[Work instruction] Verbatim, and with nothing else, reproduce the data below from its first line through the line containing "#[derive(Parser)]".

[Given records]
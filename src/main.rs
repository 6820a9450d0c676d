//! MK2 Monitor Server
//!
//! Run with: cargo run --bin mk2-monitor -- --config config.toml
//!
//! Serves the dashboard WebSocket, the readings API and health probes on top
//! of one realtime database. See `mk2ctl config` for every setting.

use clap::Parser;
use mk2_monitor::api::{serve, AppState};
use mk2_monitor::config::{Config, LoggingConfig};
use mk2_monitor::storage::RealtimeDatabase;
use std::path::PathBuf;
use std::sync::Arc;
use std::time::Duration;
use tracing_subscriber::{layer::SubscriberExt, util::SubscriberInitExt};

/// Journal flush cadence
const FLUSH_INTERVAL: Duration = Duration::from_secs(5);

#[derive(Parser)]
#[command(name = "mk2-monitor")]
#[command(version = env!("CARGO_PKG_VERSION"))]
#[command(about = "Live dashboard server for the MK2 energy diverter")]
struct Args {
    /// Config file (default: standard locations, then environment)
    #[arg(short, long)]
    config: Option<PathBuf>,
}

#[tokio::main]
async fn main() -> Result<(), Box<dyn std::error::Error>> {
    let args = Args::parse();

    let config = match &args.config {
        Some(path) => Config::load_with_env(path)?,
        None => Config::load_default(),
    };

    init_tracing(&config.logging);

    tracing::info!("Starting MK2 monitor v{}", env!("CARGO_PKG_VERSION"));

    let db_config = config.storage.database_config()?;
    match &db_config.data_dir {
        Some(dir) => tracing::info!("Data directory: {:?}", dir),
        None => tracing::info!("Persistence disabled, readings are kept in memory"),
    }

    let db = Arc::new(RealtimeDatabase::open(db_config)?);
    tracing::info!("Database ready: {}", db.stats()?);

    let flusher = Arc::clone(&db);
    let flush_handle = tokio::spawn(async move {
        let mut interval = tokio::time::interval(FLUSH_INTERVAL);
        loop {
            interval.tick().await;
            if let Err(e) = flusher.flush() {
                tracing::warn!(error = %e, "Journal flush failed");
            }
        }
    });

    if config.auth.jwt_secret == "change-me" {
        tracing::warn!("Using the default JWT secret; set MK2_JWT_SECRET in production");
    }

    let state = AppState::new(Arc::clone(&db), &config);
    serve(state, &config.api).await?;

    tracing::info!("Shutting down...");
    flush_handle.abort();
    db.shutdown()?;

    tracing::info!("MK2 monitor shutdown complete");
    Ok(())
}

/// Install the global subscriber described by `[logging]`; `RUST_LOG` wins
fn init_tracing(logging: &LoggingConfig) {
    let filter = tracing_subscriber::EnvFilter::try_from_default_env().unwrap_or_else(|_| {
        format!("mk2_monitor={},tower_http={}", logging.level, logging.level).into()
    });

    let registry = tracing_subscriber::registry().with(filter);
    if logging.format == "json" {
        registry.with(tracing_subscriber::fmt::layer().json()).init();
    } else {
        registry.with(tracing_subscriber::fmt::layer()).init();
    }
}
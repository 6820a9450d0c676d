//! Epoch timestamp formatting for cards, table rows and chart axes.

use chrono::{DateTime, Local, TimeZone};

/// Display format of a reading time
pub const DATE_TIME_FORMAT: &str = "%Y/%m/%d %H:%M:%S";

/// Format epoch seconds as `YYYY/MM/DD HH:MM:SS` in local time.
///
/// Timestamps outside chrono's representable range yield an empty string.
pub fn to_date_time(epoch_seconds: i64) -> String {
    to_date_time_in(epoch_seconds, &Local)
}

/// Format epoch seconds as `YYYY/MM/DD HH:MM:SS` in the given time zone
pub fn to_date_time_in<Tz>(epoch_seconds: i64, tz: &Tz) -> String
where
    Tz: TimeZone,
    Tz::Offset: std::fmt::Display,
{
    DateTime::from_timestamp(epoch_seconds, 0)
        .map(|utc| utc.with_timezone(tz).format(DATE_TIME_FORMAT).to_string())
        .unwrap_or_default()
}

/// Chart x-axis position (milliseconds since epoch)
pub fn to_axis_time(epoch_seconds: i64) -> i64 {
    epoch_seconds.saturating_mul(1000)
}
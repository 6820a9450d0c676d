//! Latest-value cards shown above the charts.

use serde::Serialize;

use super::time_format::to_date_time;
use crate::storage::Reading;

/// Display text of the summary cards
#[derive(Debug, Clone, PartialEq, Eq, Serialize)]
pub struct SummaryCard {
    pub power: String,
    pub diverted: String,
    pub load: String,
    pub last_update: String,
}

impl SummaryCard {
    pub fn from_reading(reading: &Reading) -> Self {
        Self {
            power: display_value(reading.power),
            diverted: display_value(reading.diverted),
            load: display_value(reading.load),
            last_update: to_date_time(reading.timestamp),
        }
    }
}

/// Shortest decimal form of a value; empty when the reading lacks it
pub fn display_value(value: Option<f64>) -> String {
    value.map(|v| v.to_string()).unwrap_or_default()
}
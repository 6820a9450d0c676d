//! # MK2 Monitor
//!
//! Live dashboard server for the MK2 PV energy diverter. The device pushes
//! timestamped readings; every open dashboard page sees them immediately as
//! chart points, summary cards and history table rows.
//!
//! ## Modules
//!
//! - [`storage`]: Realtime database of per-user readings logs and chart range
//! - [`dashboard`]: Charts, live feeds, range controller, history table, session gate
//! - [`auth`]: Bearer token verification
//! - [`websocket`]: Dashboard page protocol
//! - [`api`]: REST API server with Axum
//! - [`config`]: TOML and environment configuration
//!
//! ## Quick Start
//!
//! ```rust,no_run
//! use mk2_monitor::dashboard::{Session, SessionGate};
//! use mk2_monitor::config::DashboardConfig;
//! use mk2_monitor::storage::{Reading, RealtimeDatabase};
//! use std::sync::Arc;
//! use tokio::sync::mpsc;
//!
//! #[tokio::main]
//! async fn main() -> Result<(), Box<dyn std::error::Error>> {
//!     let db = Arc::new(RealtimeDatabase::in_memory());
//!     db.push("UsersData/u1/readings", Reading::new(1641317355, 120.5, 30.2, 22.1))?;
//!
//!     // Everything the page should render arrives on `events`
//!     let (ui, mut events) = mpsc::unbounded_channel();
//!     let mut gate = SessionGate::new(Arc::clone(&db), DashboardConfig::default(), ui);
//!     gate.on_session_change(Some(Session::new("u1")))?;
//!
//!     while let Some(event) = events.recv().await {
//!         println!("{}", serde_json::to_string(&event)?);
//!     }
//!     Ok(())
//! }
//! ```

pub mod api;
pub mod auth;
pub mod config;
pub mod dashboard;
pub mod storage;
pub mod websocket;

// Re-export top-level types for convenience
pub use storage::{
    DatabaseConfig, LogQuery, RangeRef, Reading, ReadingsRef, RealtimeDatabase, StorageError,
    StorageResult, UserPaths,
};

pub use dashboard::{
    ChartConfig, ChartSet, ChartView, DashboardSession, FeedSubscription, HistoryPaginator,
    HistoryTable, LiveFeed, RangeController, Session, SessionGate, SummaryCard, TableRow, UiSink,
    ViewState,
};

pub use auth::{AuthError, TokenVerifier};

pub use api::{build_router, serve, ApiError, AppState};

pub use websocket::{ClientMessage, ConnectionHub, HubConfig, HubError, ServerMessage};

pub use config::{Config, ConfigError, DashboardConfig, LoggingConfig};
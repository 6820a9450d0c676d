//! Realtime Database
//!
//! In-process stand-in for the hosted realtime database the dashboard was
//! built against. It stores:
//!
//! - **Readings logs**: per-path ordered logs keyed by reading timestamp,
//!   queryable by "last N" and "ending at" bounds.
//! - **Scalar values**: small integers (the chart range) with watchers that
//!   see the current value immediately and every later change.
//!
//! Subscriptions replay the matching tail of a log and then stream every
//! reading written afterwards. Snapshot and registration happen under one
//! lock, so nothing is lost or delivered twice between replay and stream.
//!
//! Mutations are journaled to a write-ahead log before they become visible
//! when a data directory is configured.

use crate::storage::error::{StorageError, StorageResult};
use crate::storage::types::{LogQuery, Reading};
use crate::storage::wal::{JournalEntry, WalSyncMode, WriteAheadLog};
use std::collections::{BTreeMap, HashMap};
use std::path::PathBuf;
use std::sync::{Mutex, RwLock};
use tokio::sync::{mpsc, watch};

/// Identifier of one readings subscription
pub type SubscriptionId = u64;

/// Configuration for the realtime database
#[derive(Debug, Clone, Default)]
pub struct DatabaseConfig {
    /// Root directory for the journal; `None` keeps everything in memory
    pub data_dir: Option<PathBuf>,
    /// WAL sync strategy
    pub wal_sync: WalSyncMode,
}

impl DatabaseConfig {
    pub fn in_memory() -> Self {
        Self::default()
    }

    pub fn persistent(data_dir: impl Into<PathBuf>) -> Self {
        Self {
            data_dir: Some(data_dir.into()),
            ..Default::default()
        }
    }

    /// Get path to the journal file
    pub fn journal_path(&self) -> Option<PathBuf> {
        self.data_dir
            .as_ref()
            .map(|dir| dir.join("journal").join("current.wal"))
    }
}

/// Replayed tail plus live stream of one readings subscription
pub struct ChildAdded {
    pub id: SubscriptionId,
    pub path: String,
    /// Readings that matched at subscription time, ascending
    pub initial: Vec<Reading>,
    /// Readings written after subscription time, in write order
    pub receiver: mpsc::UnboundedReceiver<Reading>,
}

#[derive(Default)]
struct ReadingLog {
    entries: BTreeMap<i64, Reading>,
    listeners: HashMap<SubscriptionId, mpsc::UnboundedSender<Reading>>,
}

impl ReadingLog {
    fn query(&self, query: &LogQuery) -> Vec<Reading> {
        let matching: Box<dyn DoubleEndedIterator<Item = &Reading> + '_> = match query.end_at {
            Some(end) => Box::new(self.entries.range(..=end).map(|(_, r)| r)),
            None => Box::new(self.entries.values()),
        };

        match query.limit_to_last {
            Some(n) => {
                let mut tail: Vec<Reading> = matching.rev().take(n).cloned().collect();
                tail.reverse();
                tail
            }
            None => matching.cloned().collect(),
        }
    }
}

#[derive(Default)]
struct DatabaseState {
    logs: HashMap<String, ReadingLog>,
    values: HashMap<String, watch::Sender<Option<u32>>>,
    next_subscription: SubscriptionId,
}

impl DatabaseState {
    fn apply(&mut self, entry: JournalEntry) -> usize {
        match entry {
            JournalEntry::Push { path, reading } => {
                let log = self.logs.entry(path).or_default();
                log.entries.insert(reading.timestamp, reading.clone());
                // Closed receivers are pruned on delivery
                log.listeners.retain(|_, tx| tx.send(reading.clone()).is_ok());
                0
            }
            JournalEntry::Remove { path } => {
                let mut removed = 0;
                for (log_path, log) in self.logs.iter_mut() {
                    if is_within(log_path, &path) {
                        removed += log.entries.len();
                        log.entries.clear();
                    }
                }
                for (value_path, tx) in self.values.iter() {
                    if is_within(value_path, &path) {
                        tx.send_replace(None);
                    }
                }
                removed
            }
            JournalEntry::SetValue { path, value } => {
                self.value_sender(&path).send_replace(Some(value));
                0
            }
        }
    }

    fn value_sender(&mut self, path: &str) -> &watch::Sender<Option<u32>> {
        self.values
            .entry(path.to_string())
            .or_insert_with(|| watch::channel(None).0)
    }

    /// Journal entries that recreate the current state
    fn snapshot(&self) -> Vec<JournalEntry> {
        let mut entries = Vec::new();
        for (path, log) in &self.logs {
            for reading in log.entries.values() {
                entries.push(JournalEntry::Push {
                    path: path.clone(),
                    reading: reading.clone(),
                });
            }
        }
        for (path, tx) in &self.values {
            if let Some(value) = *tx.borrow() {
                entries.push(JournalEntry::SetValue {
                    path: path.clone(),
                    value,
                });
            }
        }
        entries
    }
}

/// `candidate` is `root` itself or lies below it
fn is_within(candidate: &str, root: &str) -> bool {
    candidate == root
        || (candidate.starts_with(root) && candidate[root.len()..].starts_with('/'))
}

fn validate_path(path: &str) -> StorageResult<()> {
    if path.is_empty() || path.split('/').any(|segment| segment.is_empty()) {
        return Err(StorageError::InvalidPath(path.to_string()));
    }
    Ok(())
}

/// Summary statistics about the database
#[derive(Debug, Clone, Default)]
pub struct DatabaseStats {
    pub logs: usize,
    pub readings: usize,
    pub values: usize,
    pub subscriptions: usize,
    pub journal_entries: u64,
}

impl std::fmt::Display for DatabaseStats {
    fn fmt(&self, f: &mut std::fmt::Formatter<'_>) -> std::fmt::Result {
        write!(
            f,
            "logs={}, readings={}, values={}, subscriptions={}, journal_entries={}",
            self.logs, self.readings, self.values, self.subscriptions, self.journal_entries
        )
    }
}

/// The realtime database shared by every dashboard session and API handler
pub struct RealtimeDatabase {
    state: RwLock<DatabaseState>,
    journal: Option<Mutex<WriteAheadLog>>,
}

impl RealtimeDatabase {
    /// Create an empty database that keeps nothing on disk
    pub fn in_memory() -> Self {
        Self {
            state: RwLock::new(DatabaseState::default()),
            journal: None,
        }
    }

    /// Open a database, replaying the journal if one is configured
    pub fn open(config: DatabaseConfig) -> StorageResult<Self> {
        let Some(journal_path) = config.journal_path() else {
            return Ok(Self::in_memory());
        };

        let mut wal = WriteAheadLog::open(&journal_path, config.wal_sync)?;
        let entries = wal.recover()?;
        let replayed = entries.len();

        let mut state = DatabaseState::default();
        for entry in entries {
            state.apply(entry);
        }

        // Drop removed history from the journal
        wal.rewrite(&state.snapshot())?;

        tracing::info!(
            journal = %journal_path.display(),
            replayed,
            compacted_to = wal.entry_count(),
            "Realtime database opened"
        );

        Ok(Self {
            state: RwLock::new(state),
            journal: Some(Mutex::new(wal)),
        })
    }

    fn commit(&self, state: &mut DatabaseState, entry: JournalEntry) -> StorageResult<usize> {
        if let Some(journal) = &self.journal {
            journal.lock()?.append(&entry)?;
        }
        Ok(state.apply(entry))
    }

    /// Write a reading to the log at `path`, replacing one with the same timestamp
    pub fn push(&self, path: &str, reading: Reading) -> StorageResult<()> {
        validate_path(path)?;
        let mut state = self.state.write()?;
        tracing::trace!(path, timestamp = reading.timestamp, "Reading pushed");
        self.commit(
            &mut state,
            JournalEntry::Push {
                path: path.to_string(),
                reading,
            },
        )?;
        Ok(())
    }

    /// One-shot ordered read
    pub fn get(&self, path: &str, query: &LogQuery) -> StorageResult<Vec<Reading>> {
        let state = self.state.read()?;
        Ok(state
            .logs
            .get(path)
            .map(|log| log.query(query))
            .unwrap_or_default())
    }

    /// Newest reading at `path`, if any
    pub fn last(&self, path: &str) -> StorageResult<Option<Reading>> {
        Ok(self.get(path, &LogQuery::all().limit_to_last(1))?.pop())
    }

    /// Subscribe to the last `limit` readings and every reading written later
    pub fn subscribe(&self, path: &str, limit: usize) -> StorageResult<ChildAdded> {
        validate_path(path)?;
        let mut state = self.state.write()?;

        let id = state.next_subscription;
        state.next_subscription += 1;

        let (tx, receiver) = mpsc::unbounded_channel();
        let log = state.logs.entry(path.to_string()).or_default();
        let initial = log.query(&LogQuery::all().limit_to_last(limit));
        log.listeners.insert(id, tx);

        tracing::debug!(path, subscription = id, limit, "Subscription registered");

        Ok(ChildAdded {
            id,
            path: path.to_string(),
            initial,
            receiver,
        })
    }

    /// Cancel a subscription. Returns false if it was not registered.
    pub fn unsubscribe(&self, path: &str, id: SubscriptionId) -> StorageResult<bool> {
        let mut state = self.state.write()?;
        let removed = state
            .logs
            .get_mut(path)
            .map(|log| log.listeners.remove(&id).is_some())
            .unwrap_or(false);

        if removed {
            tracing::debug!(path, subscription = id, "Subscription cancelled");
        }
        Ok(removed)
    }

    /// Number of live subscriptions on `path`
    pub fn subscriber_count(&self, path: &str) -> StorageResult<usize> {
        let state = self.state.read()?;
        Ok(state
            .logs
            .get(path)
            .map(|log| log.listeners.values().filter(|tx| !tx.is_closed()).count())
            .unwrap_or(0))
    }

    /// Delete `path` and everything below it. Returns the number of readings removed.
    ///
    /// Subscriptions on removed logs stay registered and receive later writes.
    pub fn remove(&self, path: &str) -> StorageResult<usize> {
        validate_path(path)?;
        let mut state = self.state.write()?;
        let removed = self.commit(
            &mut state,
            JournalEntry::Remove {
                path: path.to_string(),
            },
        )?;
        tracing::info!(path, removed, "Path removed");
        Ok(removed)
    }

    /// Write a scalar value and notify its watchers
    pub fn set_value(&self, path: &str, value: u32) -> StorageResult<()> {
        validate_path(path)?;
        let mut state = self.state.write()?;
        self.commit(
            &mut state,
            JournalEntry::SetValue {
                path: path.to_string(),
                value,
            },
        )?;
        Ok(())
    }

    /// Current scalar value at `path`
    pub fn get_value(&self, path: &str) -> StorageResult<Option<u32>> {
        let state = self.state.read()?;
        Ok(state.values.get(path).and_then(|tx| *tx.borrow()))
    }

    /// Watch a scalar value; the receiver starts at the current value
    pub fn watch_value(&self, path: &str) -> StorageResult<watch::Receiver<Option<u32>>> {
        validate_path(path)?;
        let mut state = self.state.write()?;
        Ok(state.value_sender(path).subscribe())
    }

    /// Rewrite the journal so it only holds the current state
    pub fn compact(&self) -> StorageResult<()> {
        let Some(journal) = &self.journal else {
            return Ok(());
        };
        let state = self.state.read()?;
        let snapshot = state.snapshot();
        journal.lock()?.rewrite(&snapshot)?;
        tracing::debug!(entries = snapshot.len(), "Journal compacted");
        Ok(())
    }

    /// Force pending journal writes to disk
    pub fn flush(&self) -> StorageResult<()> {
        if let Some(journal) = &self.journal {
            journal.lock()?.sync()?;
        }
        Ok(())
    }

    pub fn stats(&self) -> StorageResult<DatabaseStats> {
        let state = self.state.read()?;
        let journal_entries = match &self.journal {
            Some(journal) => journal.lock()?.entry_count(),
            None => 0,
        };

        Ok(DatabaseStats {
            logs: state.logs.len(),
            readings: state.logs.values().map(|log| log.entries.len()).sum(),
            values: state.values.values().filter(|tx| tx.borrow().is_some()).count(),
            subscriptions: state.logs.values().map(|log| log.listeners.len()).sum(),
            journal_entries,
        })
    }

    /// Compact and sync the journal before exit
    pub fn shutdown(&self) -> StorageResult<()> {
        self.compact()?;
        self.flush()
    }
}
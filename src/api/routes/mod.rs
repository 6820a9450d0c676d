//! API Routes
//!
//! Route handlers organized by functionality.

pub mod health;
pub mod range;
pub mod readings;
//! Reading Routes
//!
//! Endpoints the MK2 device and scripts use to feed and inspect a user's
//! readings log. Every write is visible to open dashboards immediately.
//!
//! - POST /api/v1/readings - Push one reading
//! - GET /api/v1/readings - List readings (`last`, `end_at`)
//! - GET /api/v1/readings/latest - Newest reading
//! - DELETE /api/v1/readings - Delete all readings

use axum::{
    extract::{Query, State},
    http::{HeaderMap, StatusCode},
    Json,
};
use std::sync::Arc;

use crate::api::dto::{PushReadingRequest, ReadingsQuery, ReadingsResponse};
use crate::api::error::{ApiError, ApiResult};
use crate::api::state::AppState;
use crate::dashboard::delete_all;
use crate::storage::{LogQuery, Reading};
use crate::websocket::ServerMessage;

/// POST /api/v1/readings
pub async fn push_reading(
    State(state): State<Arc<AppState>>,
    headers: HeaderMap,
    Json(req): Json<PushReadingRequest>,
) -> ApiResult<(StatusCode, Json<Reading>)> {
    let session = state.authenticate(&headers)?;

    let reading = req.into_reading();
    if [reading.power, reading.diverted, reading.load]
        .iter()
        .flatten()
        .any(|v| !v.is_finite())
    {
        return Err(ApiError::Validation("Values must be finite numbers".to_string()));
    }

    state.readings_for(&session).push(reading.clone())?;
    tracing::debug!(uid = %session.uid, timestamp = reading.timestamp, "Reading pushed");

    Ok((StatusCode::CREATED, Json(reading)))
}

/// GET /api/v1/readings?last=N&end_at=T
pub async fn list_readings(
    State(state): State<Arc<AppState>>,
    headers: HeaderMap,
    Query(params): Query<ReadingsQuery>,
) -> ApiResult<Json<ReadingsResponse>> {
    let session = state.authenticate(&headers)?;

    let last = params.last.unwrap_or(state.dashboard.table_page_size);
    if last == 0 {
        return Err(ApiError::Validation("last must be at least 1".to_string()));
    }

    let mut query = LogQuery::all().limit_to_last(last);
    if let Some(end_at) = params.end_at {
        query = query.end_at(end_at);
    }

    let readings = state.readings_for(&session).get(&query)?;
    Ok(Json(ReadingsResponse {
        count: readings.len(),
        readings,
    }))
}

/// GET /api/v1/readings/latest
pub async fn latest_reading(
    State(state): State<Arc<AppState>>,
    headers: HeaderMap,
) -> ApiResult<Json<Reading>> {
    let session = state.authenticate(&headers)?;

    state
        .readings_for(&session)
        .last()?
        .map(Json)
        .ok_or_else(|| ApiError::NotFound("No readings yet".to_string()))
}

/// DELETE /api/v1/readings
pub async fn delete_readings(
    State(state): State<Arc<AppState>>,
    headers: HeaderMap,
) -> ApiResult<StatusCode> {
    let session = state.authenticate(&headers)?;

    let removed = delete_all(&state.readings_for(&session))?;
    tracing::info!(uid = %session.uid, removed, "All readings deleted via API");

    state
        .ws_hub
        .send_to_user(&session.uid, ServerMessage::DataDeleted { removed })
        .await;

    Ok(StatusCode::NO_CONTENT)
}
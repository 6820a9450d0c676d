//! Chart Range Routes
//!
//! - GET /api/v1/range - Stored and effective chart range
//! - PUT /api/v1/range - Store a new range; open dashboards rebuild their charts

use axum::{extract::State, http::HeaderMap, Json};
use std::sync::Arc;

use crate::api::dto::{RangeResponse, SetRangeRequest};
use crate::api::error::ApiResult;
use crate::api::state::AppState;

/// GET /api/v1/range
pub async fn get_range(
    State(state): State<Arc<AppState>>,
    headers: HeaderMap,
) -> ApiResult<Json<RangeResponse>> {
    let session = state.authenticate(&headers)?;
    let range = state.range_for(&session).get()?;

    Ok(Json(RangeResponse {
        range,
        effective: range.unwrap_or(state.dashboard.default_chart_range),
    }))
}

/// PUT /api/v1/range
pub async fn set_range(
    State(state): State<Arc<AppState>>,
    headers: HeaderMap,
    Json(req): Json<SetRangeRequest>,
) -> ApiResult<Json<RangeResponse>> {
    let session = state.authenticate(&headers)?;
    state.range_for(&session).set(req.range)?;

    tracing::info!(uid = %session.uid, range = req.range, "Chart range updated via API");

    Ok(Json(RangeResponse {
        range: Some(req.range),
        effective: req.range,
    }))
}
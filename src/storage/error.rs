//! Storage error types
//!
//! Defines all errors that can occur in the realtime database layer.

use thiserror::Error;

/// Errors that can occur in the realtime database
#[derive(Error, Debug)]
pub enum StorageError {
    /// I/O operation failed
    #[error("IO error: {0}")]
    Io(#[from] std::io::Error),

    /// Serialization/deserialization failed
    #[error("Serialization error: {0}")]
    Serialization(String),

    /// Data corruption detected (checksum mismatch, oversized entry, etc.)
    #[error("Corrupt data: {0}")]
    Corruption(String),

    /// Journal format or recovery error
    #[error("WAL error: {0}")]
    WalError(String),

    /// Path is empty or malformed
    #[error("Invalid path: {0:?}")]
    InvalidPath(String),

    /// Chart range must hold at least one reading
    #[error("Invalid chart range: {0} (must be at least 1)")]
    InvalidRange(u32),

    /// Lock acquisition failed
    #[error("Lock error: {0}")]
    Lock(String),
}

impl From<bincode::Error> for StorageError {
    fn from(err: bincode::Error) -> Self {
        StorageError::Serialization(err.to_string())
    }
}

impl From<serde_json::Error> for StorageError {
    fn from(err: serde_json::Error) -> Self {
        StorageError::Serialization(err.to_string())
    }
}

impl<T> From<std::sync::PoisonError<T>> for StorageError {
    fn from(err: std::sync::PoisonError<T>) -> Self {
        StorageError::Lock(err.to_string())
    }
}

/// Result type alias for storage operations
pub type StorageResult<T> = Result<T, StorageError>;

[Answer to the problem]
filename src/main.rs
repository 6820a9450d0c676d
//! MK2 Monitor Server
//!
//! Run with: cargo run --bin mk2-monitor -- --config config.toml
//!
//! Serves the dashboard WebSocket, the readings API and health probes on top
//! of one realtime database. See `mk2ctl config` for every setting.

use clap::Parser;
use mk2_monitor::api::{serve, AppState};
use mk2_monitor::config::{Config, LoggingConfig};
use mk2_monitor::storage::RealtimeDatabase;
use std::path::PathBuf;
use std::sync::Arc;
use std::time::Duration;
use tracing_subscriber::{layer::SubscriberExt, util::SubscriberInitExt};

/// Journal flush cadence
const FLUSH_INTERVAL: Duration = Duration::from_secs(5);

#[derive(Parser)]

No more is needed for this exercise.